Your rights after renunciation
There’s a lot of misinformation about what happens after renunciation, in particular regarding what rights you have vis-à-vis the United States. Some of the bad information comes from old regulations, some of it from media misreports and rumors. In this section, we want to clear up the confusion and show you exactly what you can expect.
The most important point we can make:
After renunciation, you have the same rights vis-a-vis the United States as any other citizen of your country.
Loss of U.S. Rights
When you renounce citizenship, you lose the right to live and work in the U.S.
You will not be able to vote in U.S. elections.
You will not be entitled to the protection of the United States overseas.
You will no longer be able to enter the U.S. and remain indefinitely.
Any children you have who are born after your renunciation will not receive U.S. citizenship from you (although they may receive U.S. citizenship from the other parent, from birth on U.S. soil, from naturalization later in life, etc).
Renunciation of U.S. citizenship is final and irrevocable. You lose citizenship for the rest of your lifetime.
There are no temporary renunciations or options to re-acquire U.S. citizenship. In contrast, a British citizen is allowed to renounce his citizenship in order to acquire another nationality, and then later reapply for and “resume” his British citizenship at a future date. In the U.S., there is no such provision. Once you renounce, you can never resume your citizenship.
Visiting the U.S.
If you have citizenship from one of the 35 visa-waiver countries (mainly Europe, and a few countries in Asia-Pacific; see here for list), you can travel visa-free to the U.S. for tourism or business for up to 90 days, just as any other citizen of your country may.
[Note that even though you don’t need a visa if your citizenship is from a visa-waiver country, you will still need to hold the “ESTA Travel Authorization”, which the U.S. started in January 2009 to pre-screen travellers against law-enforcement databases before they embark for the U.S. You apply for free on-line and generally receive approval within seconds.]
If your country of citizenship is not a visa-waiver country, then you can apply for a visa to the United States, just as any other citizen of your country would. You should be treated in the visa application process as other citizens of your country would be treated. Generally, if you are not a security risk and the embassy believes you have sufficient funds, sufficient reasons to return to your country, and will not overstay your visit, then you should be granted a visa. We’re personally familiar with several cases of individuals who were citizens of the U.S., renounced, and at some point later applied for visas to visit the U.S. In every case, they were treated normally and were approved for visas.
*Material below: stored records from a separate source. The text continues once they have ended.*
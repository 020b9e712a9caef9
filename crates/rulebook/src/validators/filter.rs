use crate::error::Result;
use crate::mapper::{self, Mapper};
use crate::options::Options;
use crate::validator::{Outcome, Validator};
use serde_json::Value;
use std::fmt;

/// `filter` and `trim`: always pass, replacing the value with `mapper(value)`.
///
/// The mapper comes from the rule (a closure, or a registered name under the
/// `mapper` option) and falls back to the kind's default. With neither, the
/// value is left as it was.
#[derive(Clone, Default)]
pub struct Filter {
    default_mapper: Option<Mapper>,
}

impl Filter {
    pub fn new() -> Self {
        Self::default()
    }

    pub fn with_mapper(mapper: Mapper) -> Self {
        Self {
            default_mapper: Some(mapper),
        }
    }

    pub fn trim() -> Self {
        Self::with_mapper(mapper::mapper(mapper::trim()))
    }
}

impl fmt::Debug for Filter {
    fn fmt(&self, f: &mut fmt::Formatter<'_>) -> fmt::Result {
        f.debug_struct("Filter")
            .field("default_mapper", &self.default_mapper.is_some())
            .finish()
    }
}

impl Validator for Filter {
    fn test(&self, value: Value, options: &Options) -> Result<Outcome> {
        let value = match options.mapper().or(self.default_mapper.as_ref()) {
            Some(mapper) => mapper(value),
            None => value,
        };
        Ok(Outcome::pass(value))
    }
}
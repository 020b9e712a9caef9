//! Check command: validate one record file against a rules file

use crate::config::{OutputFormat, Settings};
use anyhow::{bail, Context, Result};
use clap::Args;
use console::{style, Emoji};
use rulebook::{ErrorMap, Record, Registry, Rule};
use serde::Deserialize;
use serde_json::{json, Value};
use std::fs;
use std::path::{Path, PathBuf};
use tracing::{debug, info};

static CHECK: Emoji<'_, '_> = Emoji("✅ ", "+ ");
static ERROR: Emoji<'_, '_> = Emoji("❌ ", "x ");

/// Arguments for the `check` command
#[derive(Args, Debug)]
pub struct CheckArgs {
    /// JSON file holding the record (an object)
    #[arg(long, value_name = "FILE")]
    pub record: PathBuf,

    /// Rules file: a JSON array of rules, or TOML with a top-level `rules` array
    #[arg(long, value_name = "FILE")]
    pub rules: PathBuf,

    /// Output format [env: RULEBOOK_FORMAT]
    #[arg(short, long, value_enum)]
    pub format: Option<OutputFormat>,

    /// Write the rewritten record to this file
    #[arg(short, long, value_name = "FILE")]
    pub write: Option<PathBuf>,
}

#[derive(Deserialize)]
struct RulesFile {
    rules: Vec<Rule>,
}

/// Run the check. Returns whether the record passed every rule.
pub fn check(args: CheckArgs, settings: &Settings) -> Result<bool> {
    let mut record = load_record(&args.record)?;
    let rules = load_rules(&args.rules)?;
    debug!(record = %args.record.display(), rules = rules.len(), "loaded inputs");

    let errors = Registry::default()
        .validate(&mut record, &rules)
        .with_context(|| format!("rules in {} are invalid", args.rules.display()))?;
    let valid = errors.is_empty();
    info!(valid, messages = errors.len(), "record checked");

    if let Some(path) = &args.write {
        let content = serde_json::to_string_pretty(&record)?;
        fs::write(path, content + "\n")
            .with_context(|| format!("failed to write {}", path.display()))?;
    }

    match settings.format(args.format) {
        OutputFormat::Text => print_text(&errors),
        OutputFormat::Json => print_json(&record, &errors)?,
    }

    Ok(valid)
}

/// Load a record from a JSON file holding an object.
pub fn load_record(path: &Path) -> Result<Record> {
    let content = fs::read_to_string(path)
        .with_context(|| format!("failed to read record {}", path.display()))?;
    let value: Value = serde_json::from_str(&content)
        .with_context(|| format!("record {} is not valid JSON", path.display()))?;

    match value {
        Value::Object(record) => Ok(record),
        other => bail!(
            "record {} must be a JSON object, got {}",
            path.display(),
            kind_of(&other)
        ),
    }
}

/// Load rules from a `.toml` file or a JSON file.
pub fn load_rules(path: &Path) -> Result<Vec<Rule>> {
    let content = fs::read_to_string(path)
        .with_context(|| format!("failed to read rules {}", path.display()))?;

    let is_toml = path
        .extension()
        .is_some_and(|ext| ext.eq_ignore_ascii_case("toml"));

    if is_toml {
        let file: RulesFile = toml::from_str(&content)
            .with_context(|| format!("failed to parse rules {}", path.display()))?;
        Ok(file.rules)
    } else {
        serde_json::from_str(&content)
            .with_context(|| format!("failed to parse rules {}", path.display()))
    }
}

fn print_text(errors: &ErrorMap) {
    if errors.is_empty() {
        println!("{} {}", CHECK, style("Record is valid").green());
        return;
    }

    for (field, messages) in errors.iter() {
        for message in messages {
            println!("{} {}: {}", ERROR, style(field).bold(), message);
        }
    }
    println!();
    println!(
        "{}",
        style(format!(
            "{} message(s) across {} field(s)",
            errors.len(),
            errors.field_names().len()
        ))
        .red()
    );
}

fn print_json(record: &Record, errors: &ErrorMap) -> Result<()> {
    let report = json!({
        "valid": errors.is_empty(),
        "record": record,
        "errors": errors,
    });
    println!("{}", serde_json::to_string_pretty(&report)?);
    Ok(())
}

fn kind_of(value: &Value) -> &'static str {
    match value {
        Value::Null => "null",
        Value::Bool(_) => "a boolean",
        Value::Number(_) => "a number",
        Value::String(_) => "a string",
        Value::Array(_) => "an array",
        Value::Object(_) => "an object",
    }
}
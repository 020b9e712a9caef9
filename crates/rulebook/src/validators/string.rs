use crate::error::Result;
use crate::message::LENGTH_MESSAGE;
use crate::options::Options;
use crate::validator::{Outcome, Validator};
use serde_json::Value;

/// `string`: the value must be a string of a given length.
///
/// Options: `length` for an exact length, otherwise `min` (default 0) and
/// `max` (default `min`). Length is counted in characters, not bytes, so
/// `"привет"` has length 6 rather than its 12-byte UTF-8 size.
#[derive(Debug, Clone, Copy, Default, PartialEq, Eq)]
pub struct StringLength;

impl Validator for StringLength {
    fn test(&self, value: Value, options: &Options) -> Result<Outcome> {
        let min = options.number("min")?.unwrap_or(0.0);
        let max = options.number("max")?.unwrap_or(min);
        let length = options.number("length")?;

        let Value::String(s) = &value else {
            return Ok(Outcome::fail(value));
        };

        let len = s.chars().count() as f64;
        let passed = match length {
            Some(exact) => len == exact,
            None => len >= min && len <= max,
        };

        Ok(Outcome::new(passed, value))
    }

    fn default_message(&self) -> &str {
        LENGTH_MESSAGE
    }
}
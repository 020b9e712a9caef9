//! Kinds command: list what the default registry provides

use crate::config::{OutputFormat, Settings};
use anyhow::Result;
use clap::Args;
use console::style;
use rulebook::Registry;
use serde_json::json;

/// Arguments for the `kinds` command
#[derive(Args, Debug)]
pub struct KindsArgs {
    /// Output format [env: RULEBOOK_FORMAT]
    #[arg(short, long, value_enum)]
    pub format: Option<OutputFormat>,
}

pub fn kinds(args: KindsArgs, settings: &Settings) -> Result<()> {
    let registry = Registry::default();

    match settings.format(args.format) {
        OutputFormat::Text => {
            println!("{}", style("Validator kinds:").bold());
            for kind in registry.kinds() {
                println!("  {}", kind);
            }
            println!();
            println!("{}", style("Mappers:").bold());
            for name in registry.mapper_names() {
                println!("  {}", name);
            }
        }
        OutputFormat::Json => {
            let listing = json!({
                "kinds": registry.kinds(),
                "mappers": registry.mapper_names(),
            });
            println!("{}", serde_json::to_string_pretty(&listing)?);
        }
    }

    Ok(())
}
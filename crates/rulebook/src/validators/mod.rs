//! Built-in validators.
//!
//! Related kinds share one implementation with a swapped strategy:
//! `number`/`integer`/`float` differ only in their type test, `match`/`phone`
//! in their default pattern, `filter_var`/`email`/`ip`/`url` in their format
//! filter, and `filter`/`trim` in their default mapper.

mod boolean;
mod filter;
mod format;
mod number;
mod pattern;
mod required;
mod string;

pub use boolean::Boolean;
pub use filter::Filter;
pub use format::{Format, FormatFilter};
pub use number::Number;
pub use pattern::{compile_pattern, Pattern, PHONE_PATTERN};
pub use required::Required;
pub use string::StringLength;

use crate::validator::Validator;
use std::sync::Arc;

fn entry(kind: &'static str, validator: impl Validator + 'static) -> (&'static str, Arc<dyn Validator>) {
    (kind, Arc::new(validator))
}

/// Every built-in validator with its kind name.
pub fn builtin_validators() -> Vec<(&'static str, Arc<dyn Validator>)> {
    vec![
        entry("required", Required),
        entry("boolean", Boolean),
        entry("string", StringLength),
        entry("number", Number::any()),
        entry("integer", Number::integer()),
        entry("float", Number::float()),
        entry("match", Pattern::new()),
        entry("phone", Pattern::phone()),
        entry("filter_var", Format::new(FormatFilter::Default)),
        entry("email", Format::new(FormatFilter::Email)),
        entry("ip", Format::new(FormatFilter::Ip)),
        entry("url", Format::new(FormatFilter::Url)),
        entry("filter", Filter::new()),
        entry("trim", Filter::trim()),
    ]
}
Under current law, the U.S. cannot treat you differently after your renunciation than other citizens from your country. The only law that calls for different treatment is the so-called Reed Amendment (described below), which is unworkable and unused.
Please note that after your renunciation, your biometric information – 10-digit fingerprints and digital photograph – will be taken and stored by the U.S. either when you apply for a visa or when you enter the U.S. This policy applies to all non-U.S. citizens from the ages of 14 to 79. The U.S. does not currently take biometric information from its own citizens, although it seems quite likely to begin within a few years.
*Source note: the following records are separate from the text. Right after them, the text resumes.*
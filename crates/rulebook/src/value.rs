//! Loose value semantics shared by the built-in validators.
//!
//! Records hold untyped values, so the checks here decide what counts as
//! empty, numeric or equal without requiring the caller to normalise input
//! first. A numeric string is numeric, `"0"` is empty, and `"1" == 1`.

use serde_json::Value;

/// A validated record: field name to value, in insertion order.
pub type Record = serde_json::Map<String, Value>;

/// Whether a value counts as empty.
///
/// Null, `false`, zero, `""`, `"0"` and empty containers are empty.
pub fn is_empty(value: &Value) -> bool {
    match value {
        Value::Null => true,
        Value::Bool(b) => !b,
        Value::Number(n) => n.as_f64() == Some(0.0),
        Value::String(s) => s.is_empty() || s == "0",
        Value::Array(items) => items.is_empty(),
        Value::Object(map) => map.is_empty(),
    }
}

/// Inverse of [`is_empty`].
pub fn is_truthy(value: &Value) -> bool {
    !is_empty(value)
}

/// Parse a numeric string: optional surrounding whitespace, sign, digits,
/// decimal point and exponent. `inf`, `NaN` and hex are rejected.
pub fn parse_numeric(s: &str) -> Option<f64> {
    let s = s.trim();
    if s.is_empty()
        || !s.bytes().any(|b| b.is_ascii_digit())
        || !s
            .bytes()
            .all(|b| b.is_ascii_digit() || matches!(b, b'+' | b'-' | b'.' | b'e' | b'E'))
    {
        return None;
    }
    s.parse::<f64>().ok()
}

/// Numeric view of a value: numbers and numeric strings.
pub fn as_number(value: &Value) -> Option<f64> {
    match value {
        Value::Number(n) => n.as_f64(),
        Value::String(s) => parse_numeric(s),
        _ => None,
    }
}

/// A number or a numeric string.
pub fn is_numeric(value: &Value) -> bool {
    as_number(value).is_some()
}

/// A number stored as an integer.
pub fn is_integer(value: &Value) -> bool {
    matches!(value, Value::Number(n) if n.is_i64() || n.is_u64())
}

/// A number stored as a float, even when its value is integral.
pub fn is_float(value: &Value) -> bool {
    matches!(value, Value::Number(n) if n.is_f64())
}

/// Text rendering used for messages, pattern subjects and string mappers.
pub fn to_text(value: &Value) -> String {
    match value {
        Value::Null => String::new(),
        Value::Bool(true) => "1".to_string(),
        Value::Bool(false) => String::new(),
        Value::Number(n) => match n.as_f64() {
            Some(f) if n.is_f64() => format_float(f),
            _ => n.to_string(),
        },
        Value::String(s) => s.clone(),
        Value::Array(_) => "Array".to_string(),
        Value::Object(_) => "Object".to_string(),
    }
}

fn format_float(f: f64) -> String {
    if f.is_finite() && f.fract() == 0.0 && f.abs() < 1e15 {
        format!("{}", f as i64)
    } else {
        format!("{f}")
    }
}

/// Loose equality between two values.
///
/// Booleans compare by truthiness, numbers and numeric strings compare by
/// value, null equals any empty scalar, and containers compare element-wise.
pub fn loosely_equal(a: &Value, b: &Value) -> bool {
    match (a, b) {
        (Value::Bool(x), other) | (other, Value::Bool(x)) => *x == is_truthy(other),
        (Value::Null, Value::Null) => true,
        (Value::Null, Value::String(s)) | (Value::String(s), Value::Null) => s.is_empty(),
        (Value::Null, other) | (other, Value::Null) => is_empty(other),
        (Value::Number(x), Value::Number(y)) => x.as_f64() == y.as_f64(),
        (Value::Number(n), Value::String(s)) | (Value::String(s), Value::Number(n)) => {
            match parse_numeric(s) {
                Some(parsed) => n.as_f64() == Some(parsed),
                None => to_text(&Value::Number(n.clone())) == *s,
            }
        }
        (Value::String(x), Value::String(y)) => match (parse_numeric(x), parse_numeric(y)) {
            (Some(p), Some(q)) => p == q,
            _ => x == y,
        },
        (Value::Array(x), Value::Array(y)) => {
            x.len() == y.len() && x.iter().zip(y).all(|(p, q)| loosely_equal(p, q))
        }
        (Value::Object(x), Value::Object(y)) => {
            x.len() == y.len()
                && x
                    .iter()
                    .all(|(key, p)| y.get(key).is_some_and(|q| loosely_equal(p, q)))
        }
        _ => false,
    }
}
We’ve had a few questions about the possibility that although the law doesn’t specify anything, U.S. officials nonetheless follow an “unwritten policy” to bar entry to ex-citizens. We know personally that this is not true. Moreover, we think it unlikely this could ever be the case. It’d be very difficult to apply (not to mention impossible to keep secret). First, information on ex-citizens is very faulty (see here for details). Ex-citizens from non-visa-waiver countries might be identified in the visa process, but records are not good enough to find all of them. And ex-citizens from visa waiver countries don’t go through any visa application process at a U.S. embassy, so border control in the United States would somehow need to have access to details of every ex-citizen and be prepared to stop them. It could happen, but it’d be a lot of technical work, and we don’t think it’s a priority for anyone.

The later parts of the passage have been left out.